◆ Exercise directions
Determine the number of lines in the data below that hold "segments"; give nothing but that number.

Source data section start

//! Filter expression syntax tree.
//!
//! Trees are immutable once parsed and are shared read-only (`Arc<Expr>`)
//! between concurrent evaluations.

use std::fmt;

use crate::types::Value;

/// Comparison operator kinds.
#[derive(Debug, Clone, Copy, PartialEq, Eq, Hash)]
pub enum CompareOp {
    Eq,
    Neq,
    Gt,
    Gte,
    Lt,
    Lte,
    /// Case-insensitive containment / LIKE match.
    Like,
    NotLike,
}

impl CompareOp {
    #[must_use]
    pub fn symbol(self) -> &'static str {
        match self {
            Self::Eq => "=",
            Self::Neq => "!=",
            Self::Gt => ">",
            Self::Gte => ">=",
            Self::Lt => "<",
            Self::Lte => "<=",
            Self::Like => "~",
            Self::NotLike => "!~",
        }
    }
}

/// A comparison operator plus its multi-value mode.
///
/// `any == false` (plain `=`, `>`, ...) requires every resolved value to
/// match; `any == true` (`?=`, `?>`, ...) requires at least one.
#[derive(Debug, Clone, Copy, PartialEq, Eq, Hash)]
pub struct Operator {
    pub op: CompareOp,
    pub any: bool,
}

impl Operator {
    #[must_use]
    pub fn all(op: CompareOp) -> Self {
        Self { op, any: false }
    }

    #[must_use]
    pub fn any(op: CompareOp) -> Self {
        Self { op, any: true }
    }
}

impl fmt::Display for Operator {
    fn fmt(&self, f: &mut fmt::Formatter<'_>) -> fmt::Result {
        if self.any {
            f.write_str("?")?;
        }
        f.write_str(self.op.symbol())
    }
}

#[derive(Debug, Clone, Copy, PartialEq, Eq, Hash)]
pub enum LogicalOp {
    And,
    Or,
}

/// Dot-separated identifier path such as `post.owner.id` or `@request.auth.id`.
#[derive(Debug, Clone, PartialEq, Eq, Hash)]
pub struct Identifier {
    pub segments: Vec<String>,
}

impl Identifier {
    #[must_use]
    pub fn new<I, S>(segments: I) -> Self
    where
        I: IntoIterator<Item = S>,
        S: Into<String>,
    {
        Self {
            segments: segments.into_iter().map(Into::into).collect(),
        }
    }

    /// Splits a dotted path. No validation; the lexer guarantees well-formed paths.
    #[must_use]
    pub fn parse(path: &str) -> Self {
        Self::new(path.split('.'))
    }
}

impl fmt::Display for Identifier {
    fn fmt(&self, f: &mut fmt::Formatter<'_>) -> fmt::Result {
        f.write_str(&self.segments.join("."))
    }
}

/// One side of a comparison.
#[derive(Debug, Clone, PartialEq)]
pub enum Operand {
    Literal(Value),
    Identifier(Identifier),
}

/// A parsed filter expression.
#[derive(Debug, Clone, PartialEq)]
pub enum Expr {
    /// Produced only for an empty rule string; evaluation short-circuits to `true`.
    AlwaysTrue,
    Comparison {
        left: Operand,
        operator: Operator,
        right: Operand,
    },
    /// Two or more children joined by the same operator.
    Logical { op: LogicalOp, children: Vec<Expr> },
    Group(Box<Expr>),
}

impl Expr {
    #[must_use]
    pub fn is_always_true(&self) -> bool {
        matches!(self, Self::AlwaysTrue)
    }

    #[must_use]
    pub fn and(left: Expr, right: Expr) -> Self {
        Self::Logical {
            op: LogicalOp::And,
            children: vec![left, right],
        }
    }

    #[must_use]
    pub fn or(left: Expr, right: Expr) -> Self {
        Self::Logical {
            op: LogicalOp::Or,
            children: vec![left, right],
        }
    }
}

Source data section end

◆ Solved exercise
4